I verbali della Fed rivelano una profonda divisione sul taglio dei tassi di dicembre
I verbali della Fed appena pubblicati mettono in luce una profonda controversia sul taglio dei tassi di dicembre, poiché la maggior parte dei direttori delle banche regionali inizialmente si era opposta.
La decisione della Federal Reserve di tagliare i tassi di interesse lo scorso dicembre è stata molto più controversa di quanto suggerisca il voto ufficiale di 9 a 3, secondo i verbali appena pubblicati delle riunioni della banca centrale sui tassi di sconto. I documenti rivelano che i direttori di due terzi delle banche regionali della Fed avevano inizialmente votato per mantenere i tassi invariati, evidenziando una significativa divisione interna prima del cambio di politica monetaria.

Una decisione contestata: il voto sul tasso di sconto
Mentre i responsabili delle politiche della Fed hanno infine abbassato il tasso di riferimento principale di un quarto di punto percentuale nella riunione del 9-10 dicembre, i voti preliminari dei direttori delle banche regionali dipingono un quadro diverso.
I direttori di otto delle dodici banche regionali volevano lasciare invariato il tasso di sconto, un tasso di emergenza per i prestiti alle banche commerciali. Al contrario, solo quattro banche hanno votato a favore di un taglio in linea con l'eventuale mossa politica: New York, Philadelphia, St. Louis e San Francisco.

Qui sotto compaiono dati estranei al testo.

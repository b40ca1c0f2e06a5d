//! Zone classifier seam.
//!
//! Recognition itself lives outside the engine; dispatch only asks for the
//! outcome, at most once per run.

use anyhow::Result;

use crate::core::types::Zone;

pub trait ZoneClassifier {
    fn current_zone(&mut self) -> Result<Zone>;
}

/// Classifier that always reports the same zone (operator-selected on the
/// command line).
#[derive(Debug, Clone, Copy)]
pub struct FixedZone(pub Zone);

impl ZoneClassifier for FixedZone {
    fn current_zone(&mut self) -> Result<Zone> {
        Ok(self.0)
    }
}
//! Orchestration for one autonomous run.
//!
//! Order of operations: open the run log, check the alliance, load the run
//! configuration, apply its logging threshold, prepare the drive, wait for
//! start, then dispatch. The whole sequence runs inside [`FaultContainment`],
//! so this function never returns an error.

use anyhow::{Context, Result};
use tracing::{info, instrument, warn};

use crate::containment::{Containment, FaultContainment};
use crate::core::fault::TaggedFault;
use crate::core::types::Alliance;
use crate::dispatch::{DispatchContext, Dispatcher};
use crate::io::classifier::ZoneClassifier;
use crate::io::control::OpModeControl;
use crate::io::document::parse_document;
use crate::io::hardware::{Hardware, initialize_drive};
use crate::io::run_log::RunLog;
use crate::io::settings::RunnerSettings;
use crate::io::telemetry::Telemetry;

/// Tag for start-up failures outside parsing and dispatch.
pub const AUTONOMOUS_TAG: &str = "Autonomous";

#[derive(Debug, Clone)]
pub struct AutonomousRequest {
    /// Run-selector: the `id` of the `OpMode` block to execute.
    pub run_selector: String,
    pub alliance: Alliance,
    pub settings: RunnerSettings,
}

/// Run one autonomous sequence end to end.
#[instrument(skip_all, fields(run = %request.run_selector, alliance = %request.alliance))]
pub fn run_autonomous(
    request: &AutonomousRequest,
    hardware: &mut dyn Hardware,
    control: &dyn OpModeControl,
    telemetry: &mut dyn Telemetry,
    classifier: &mut dyn ZoneClassifier,
) -> Containment {
    let log = match RunLog::open(&request.settings.log_dir, &request.run_selector) {
        Ok(log) => log,
        Err(err) => {
            warn!(err = %err, "run log unavailable; logging to tracing only");
            RunLog::detached()
        }
    };

    let containment = FaultContainment::new(
        request.run_selector.as_str(),
        control,
        telemetry,
        log,
        request.settings.timing.hold_interval(),
    );
    let outcome = containment.guard(|telemetry, log| {
        run_guarded(request, hardware, control, telemetry, log, classifier)
    });
    info!(outcome = ?outcome, "autonomous run finished");
    outcome
}

fn run_guarded(
    request: &AutonomousRequest,
    hardware: &mut dyn Hardware,
    control: &dyn OpModeControl,
    telemetry: &mut dyn Telemetry,
    log: &mut RunLog,
    classifier: &mut dyn ZoneClassifier,
) -> Result<()> {
    log.info(AUTONOMOUS_TAG, "Initializing");
    if request.alliance == Alliance::Unknown {
        return Err(TaggedFault::new(AUTONOMOUS_TAG, "Alliance is UNKNOWN").into());
    }

    let document = &request.settings.document_path;
    let config = parse_document(document, &request.run_selector)
        .with_context(|| format!("load run '{}'", request.run_selector))?;
    log.set_threshold(config.logging_threshold);
    log.debug(
        AUTONOMOUS_TAG,
        &format!(
            "Loaded {} actions from {}",
            config.actions.len(),
            document.display()
        ),
    );

    let drive = initialize_drive(hardware, &request.settings.drive)?;

    telemetry.add_data(AUTONOMOUS_TAG, "Waiting for start ...");
    telemetry.update()?;
    log.info(AUTONOMOUS_TAG, "Waiting for start ...");
    control.wait_for_start()?;

    telemetry.add_data(AUTONOMOUS_TAG, "Running ...");
    telemetry.update()?;
    log.info(AUTONOMOUS_TAG, "Running ...");

    let mut dispatcher = Dispatcher::new(DispatchContext {
        tag: request.run_selector.clone(),
        alliance: request.alliance,
        control,
        hardware,
        drive,
        telemetry,
        log,
        drive_settings: request.settings.drive.clone(),
        timing: request.settings.timing.clone(),
    });
    let report = dispatcher.run(&config, classifier)?;
    info!(
        state = ?report.state,
        steps = report.steps_executed,
        zone = ?report.zone,
        "dispatch finished"
    );
    Ok(())
}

Tra le banche i cui direttori votarono contro un taglio c'erano le banche federali di Chicago e Kansas City, i cui presidenti in seguito espressero due delle tre opinioni falche nella decisione politica finale.
Leggere le foglie di tè: cosa segnalano i voti del regista
Sebbene i voti sul tasso di sconto siano espressi dai direttori delle banche regionali, spesso sono guidati dalle raccomandazioni del presidente della banca. Di conseguenza, questi voti possono fungere da indicatore precoce della mentalità di un policy maker.
I voti dei direttori delle Fed di Chicago e Kansas City erano perfettamente in linea con i dissensi formali dei rispettivi presidenti. Tuttavia, la situazione alla Fed di Boston era più sfumata. Anche i suoi direttori votarono per mantenere il tasso di sconto, ma la presidente della Fed di Boston, Susan Collins, alla fine votò a favore del taglio dei tassi, una decisione che in seguito descrisse come "una decisione rischiosa".
Anche i direttori delle banche federali di Richmond, Cleveland, Atlanta, Minneapolis e Dallas hanno votato per mantenere invariato il tasso di sconto. Questo indica che anche i rispettivi presidenti potrebbero essere stati titubanti nell'abbassare i tassi, un sentimento che molti avevano già espresso in dichiarazioni pubbliche.
Le prospettive economiche guidano la posizione aggressiva
I verbali forniscono una chiara spiegazione del diffuso sostegno al mantenimento dei tassi invariati. Molti amministratori hanno sottolineato le solide prospettive economiche che hanno attenuato la necessità di ridurre i costi di finanziamento.
Secondo i verbali, "la maggior parte (dei direttori) ha rilevato una forte domanda di investimenti legati all'intelligenza artificiale e al finanziamento e alla costruzione di data center". Inoltre, hanno previsto "aumenti dei costi legati alle tariffe e ad altri fattori nel 2026", il che suggerisce preoccupazioni circa le future pressioni sui prezzi.
Questa combinazione di robusta spesa aziendale e potenziali rischi di inflazione ha probabilmente alimentato la diffusa preferenza tra i direttori di mantenere l'attuale livello dei tassi di interesse.
Come funziona la struttura dei tassi della Fed
È importante notare che i direttori delle banche federali regionali non sono i decisori finali per la politica monetaria nazionale. Si incontrano regolarmente con i presidenti delle loro banche e le loro opinioni contribuiscono a definire le prospettive economiche dei presidenti stessi.
In definitiva, il tasso di sconto viene fissato dal Consiglio di Amministrazione della Fed in modo da allinearlo al limite superiore dell'intervallo obiettivo per il tasso di riferimento principale. Dopo la riunione del 10 dicembre, tale obiettivo è stato abbassato a un intervallo compreso tra il 3,5% e il 3,75%.